Information provided Start Marker
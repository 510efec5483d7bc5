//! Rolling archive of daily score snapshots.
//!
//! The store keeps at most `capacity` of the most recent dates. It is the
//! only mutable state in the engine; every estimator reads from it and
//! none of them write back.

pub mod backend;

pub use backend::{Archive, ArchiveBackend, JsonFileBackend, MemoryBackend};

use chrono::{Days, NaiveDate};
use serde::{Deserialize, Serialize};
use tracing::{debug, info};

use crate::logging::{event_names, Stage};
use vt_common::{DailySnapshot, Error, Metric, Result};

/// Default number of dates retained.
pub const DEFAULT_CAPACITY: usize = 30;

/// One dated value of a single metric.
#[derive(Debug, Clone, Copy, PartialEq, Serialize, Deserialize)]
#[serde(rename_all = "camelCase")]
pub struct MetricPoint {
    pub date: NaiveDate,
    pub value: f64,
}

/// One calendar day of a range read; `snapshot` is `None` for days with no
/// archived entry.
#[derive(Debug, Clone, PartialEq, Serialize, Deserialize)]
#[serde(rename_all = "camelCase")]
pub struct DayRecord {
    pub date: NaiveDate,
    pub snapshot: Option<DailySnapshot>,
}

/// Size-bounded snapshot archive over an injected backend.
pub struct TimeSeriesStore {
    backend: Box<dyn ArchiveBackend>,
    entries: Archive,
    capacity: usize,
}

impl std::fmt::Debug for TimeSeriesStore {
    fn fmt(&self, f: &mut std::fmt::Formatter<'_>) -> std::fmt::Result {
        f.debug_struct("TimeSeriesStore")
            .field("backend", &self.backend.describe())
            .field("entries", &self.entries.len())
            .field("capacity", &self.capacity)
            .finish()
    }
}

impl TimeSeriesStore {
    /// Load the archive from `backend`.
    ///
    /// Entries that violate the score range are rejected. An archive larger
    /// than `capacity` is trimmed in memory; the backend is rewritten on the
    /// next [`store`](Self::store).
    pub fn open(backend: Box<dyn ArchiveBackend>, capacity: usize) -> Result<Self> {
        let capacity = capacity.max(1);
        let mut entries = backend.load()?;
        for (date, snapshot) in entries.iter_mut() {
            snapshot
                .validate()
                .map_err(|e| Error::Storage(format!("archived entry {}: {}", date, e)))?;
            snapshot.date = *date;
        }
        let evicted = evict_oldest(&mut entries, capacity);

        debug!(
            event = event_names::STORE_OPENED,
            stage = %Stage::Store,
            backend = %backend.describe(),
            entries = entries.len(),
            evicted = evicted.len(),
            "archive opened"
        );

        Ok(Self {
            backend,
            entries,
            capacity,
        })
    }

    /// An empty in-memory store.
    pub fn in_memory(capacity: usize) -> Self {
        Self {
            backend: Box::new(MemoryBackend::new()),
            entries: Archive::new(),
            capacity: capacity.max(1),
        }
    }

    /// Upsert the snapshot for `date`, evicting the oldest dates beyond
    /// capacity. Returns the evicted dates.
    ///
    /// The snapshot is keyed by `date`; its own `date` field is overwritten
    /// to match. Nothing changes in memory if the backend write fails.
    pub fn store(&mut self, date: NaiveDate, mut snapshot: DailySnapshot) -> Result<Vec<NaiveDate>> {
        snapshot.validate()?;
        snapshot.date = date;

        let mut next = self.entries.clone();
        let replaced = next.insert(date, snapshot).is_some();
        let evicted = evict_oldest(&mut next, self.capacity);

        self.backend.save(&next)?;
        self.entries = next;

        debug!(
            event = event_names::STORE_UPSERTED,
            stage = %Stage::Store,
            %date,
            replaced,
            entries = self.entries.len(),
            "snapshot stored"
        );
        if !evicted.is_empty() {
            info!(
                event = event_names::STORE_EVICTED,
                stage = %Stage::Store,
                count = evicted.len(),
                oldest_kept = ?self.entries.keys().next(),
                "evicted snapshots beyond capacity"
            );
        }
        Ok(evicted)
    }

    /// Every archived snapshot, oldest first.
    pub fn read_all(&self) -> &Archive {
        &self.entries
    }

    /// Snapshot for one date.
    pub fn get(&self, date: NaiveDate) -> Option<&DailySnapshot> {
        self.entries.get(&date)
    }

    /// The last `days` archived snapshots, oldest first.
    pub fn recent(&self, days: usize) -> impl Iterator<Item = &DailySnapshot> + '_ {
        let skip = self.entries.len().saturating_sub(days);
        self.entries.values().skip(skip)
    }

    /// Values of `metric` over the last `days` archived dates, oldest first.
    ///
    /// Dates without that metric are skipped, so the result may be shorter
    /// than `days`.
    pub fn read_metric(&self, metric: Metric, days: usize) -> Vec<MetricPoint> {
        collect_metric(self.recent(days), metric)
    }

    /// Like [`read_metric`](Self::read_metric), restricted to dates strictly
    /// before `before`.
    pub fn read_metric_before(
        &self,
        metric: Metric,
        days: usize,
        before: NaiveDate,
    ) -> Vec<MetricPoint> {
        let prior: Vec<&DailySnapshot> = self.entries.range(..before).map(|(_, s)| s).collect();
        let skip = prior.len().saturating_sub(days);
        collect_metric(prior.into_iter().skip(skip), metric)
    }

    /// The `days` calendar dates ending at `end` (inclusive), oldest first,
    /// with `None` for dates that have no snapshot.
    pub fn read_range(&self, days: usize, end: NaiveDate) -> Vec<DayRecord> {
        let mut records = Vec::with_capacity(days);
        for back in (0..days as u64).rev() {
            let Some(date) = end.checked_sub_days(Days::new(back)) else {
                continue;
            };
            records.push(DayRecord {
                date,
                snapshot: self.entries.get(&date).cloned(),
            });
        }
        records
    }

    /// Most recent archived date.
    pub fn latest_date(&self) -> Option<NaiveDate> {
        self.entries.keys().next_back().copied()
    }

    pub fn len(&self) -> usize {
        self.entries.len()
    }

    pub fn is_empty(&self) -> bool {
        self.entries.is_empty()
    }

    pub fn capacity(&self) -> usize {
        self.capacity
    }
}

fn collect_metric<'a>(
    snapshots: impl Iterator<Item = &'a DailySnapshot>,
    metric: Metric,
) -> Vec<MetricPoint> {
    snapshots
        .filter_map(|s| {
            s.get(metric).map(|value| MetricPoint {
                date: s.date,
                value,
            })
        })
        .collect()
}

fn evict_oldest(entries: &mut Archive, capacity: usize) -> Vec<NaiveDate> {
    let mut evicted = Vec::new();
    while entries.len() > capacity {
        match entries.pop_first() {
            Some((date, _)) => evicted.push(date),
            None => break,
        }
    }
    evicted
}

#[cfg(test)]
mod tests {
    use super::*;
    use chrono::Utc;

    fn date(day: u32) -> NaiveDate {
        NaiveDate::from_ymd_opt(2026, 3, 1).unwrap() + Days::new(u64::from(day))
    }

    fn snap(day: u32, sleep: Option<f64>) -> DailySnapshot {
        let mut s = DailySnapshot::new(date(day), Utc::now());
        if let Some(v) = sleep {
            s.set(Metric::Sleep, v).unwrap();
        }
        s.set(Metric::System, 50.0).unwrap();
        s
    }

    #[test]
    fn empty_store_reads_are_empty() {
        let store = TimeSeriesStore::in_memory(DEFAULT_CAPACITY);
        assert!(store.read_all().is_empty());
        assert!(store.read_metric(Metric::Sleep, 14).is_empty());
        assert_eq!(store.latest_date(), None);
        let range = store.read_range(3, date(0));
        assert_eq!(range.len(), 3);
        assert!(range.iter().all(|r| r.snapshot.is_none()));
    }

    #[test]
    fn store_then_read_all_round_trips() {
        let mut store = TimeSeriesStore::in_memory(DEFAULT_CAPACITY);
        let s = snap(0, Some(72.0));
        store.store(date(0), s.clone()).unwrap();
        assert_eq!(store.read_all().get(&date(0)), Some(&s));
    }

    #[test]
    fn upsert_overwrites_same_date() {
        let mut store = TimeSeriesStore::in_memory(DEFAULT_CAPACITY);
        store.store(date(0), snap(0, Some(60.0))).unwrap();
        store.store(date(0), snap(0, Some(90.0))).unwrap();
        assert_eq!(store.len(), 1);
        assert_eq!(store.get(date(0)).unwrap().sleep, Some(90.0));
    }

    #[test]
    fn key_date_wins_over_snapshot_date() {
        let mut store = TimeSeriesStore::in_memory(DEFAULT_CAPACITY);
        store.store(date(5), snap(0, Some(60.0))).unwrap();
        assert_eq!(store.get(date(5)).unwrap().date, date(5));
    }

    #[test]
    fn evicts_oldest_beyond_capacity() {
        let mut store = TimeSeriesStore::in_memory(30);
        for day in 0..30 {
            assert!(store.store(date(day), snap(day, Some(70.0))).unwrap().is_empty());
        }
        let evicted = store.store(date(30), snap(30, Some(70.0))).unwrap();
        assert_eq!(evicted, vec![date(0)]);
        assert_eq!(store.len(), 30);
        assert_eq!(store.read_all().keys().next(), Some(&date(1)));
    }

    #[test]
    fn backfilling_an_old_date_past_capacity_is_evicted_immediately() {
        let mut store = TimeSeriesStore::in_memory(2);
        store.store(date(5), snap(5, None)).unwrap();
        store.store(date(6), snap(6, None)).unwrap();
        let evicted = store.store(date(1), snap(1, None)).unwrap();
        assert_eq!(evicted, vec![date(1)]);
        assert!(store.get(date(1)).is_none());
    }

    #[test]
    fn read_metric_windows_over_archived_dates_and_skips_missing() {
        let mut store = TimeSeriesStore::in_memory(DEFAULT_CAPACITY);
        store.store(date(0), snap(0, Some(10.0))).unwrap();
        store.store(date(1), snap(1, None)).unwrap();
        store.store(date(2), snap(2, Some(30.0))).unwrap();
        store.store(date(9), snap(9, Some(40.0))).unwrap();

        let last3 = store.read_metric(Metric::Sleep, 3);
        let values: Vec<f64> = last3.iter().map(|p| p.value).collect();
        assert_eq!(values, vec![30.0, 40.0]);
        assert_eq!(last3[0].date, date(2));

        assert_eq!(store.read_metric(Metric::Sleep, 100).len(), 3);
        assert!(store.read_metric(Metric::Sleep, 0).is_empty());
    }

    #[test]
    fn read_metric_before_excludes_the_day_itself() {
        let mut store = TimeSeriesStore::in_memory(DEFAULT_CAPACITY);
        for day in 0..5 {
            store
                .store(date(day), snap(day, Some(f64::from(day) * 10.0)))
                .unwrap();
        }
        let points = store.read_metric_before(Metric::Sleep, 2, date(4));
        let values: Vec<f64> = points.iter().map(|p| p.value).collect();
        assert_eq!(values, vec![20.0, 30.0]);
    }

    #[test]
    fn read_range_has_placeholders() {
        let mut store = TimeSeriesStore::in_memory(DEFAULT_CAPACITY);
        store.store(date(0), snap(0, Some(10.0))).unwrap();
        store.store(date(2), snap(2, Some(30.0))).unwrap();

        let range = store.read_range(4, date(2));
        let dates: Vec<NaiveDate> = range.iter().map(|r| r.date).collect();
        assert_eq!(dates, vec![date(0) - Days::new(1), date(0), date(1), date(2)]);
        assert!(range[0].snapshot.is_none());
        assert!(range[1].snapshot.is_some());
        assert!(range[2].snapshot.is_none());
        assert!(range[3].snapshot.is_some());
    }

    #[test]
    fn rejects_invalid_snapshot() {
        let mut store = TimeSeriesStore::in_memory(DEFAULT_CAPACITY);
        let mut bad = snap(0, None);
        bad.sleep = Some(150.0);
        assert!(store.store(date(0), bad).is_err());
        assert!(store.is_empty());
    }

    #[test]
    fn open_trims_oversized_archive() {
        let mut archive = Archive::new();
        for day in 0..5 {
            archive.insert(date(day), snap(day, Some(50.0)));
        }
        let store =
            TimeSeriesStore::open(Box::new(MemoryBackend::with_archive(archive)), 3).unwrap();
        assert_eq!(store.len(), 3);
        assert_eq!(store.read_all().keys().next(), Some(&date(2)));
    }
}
Information provided End Marker
◆ **Instructions to follow**: Copy out the line holding "assert_eq!(values, vec![20.0, 30.0]);". Then copy every later line of the data, unchanged, through the last one.

◆ **The completed task**:
        assert_eq!(values, vec![20.0, 30.0]);
    }

    #[test]
    fn read_range_has_placeholders() {
        let mut store = TimeSeriesStore::in_memory(DEFAULT_CAPACITY);
        store.store(date(0), snap(0, Some(10.0))).unwrap();
        store.store(date(2), snap(2, Some(30.0))).unwrap();

        let range = store.read_range(4, date(2));
        let dates: Vec<NaiveDate> = range.iter().map(|r| r.date).collect();
        assert_eq!(dates, vec![date(0) - Days::new(1), date(0), date(1), date(2)]);
        assert!(range[0].snapshot.is_none());
        assert!(range[1].snapshot.is_some());
        assert!(range[2].snapshot.is_none());
        assert!(range[3].snapshot.is_some());
    }

    #[test]
    fn rejects_invalid_snapshot() {
        let mut store = TimeSeriesStore::in_memory(DEFAULT_CAPACITY);
        let mut bad = snap(0, None);
        bad.sleep = Some(150.0);
        assert!(store.store(date(0), bad).is_err());
        assert!(store.is_empty());
    }

    #[test]
    fn open_trims_oversized_archive() {
        let mut archive = Archive::new();
        for day in 0..5 {
            archive.insert(date(day), snap(day, Some(50.0)));
        }
        let store =
            TimeSeriesStore::open(Box::new(MemoryBackend::with_archive(archive)), 3).unwrap();
        assert_eq!(store.len(), 3);
        assert_eq!(store.read_all().keys().next(), Some(&date(2)));
    }
}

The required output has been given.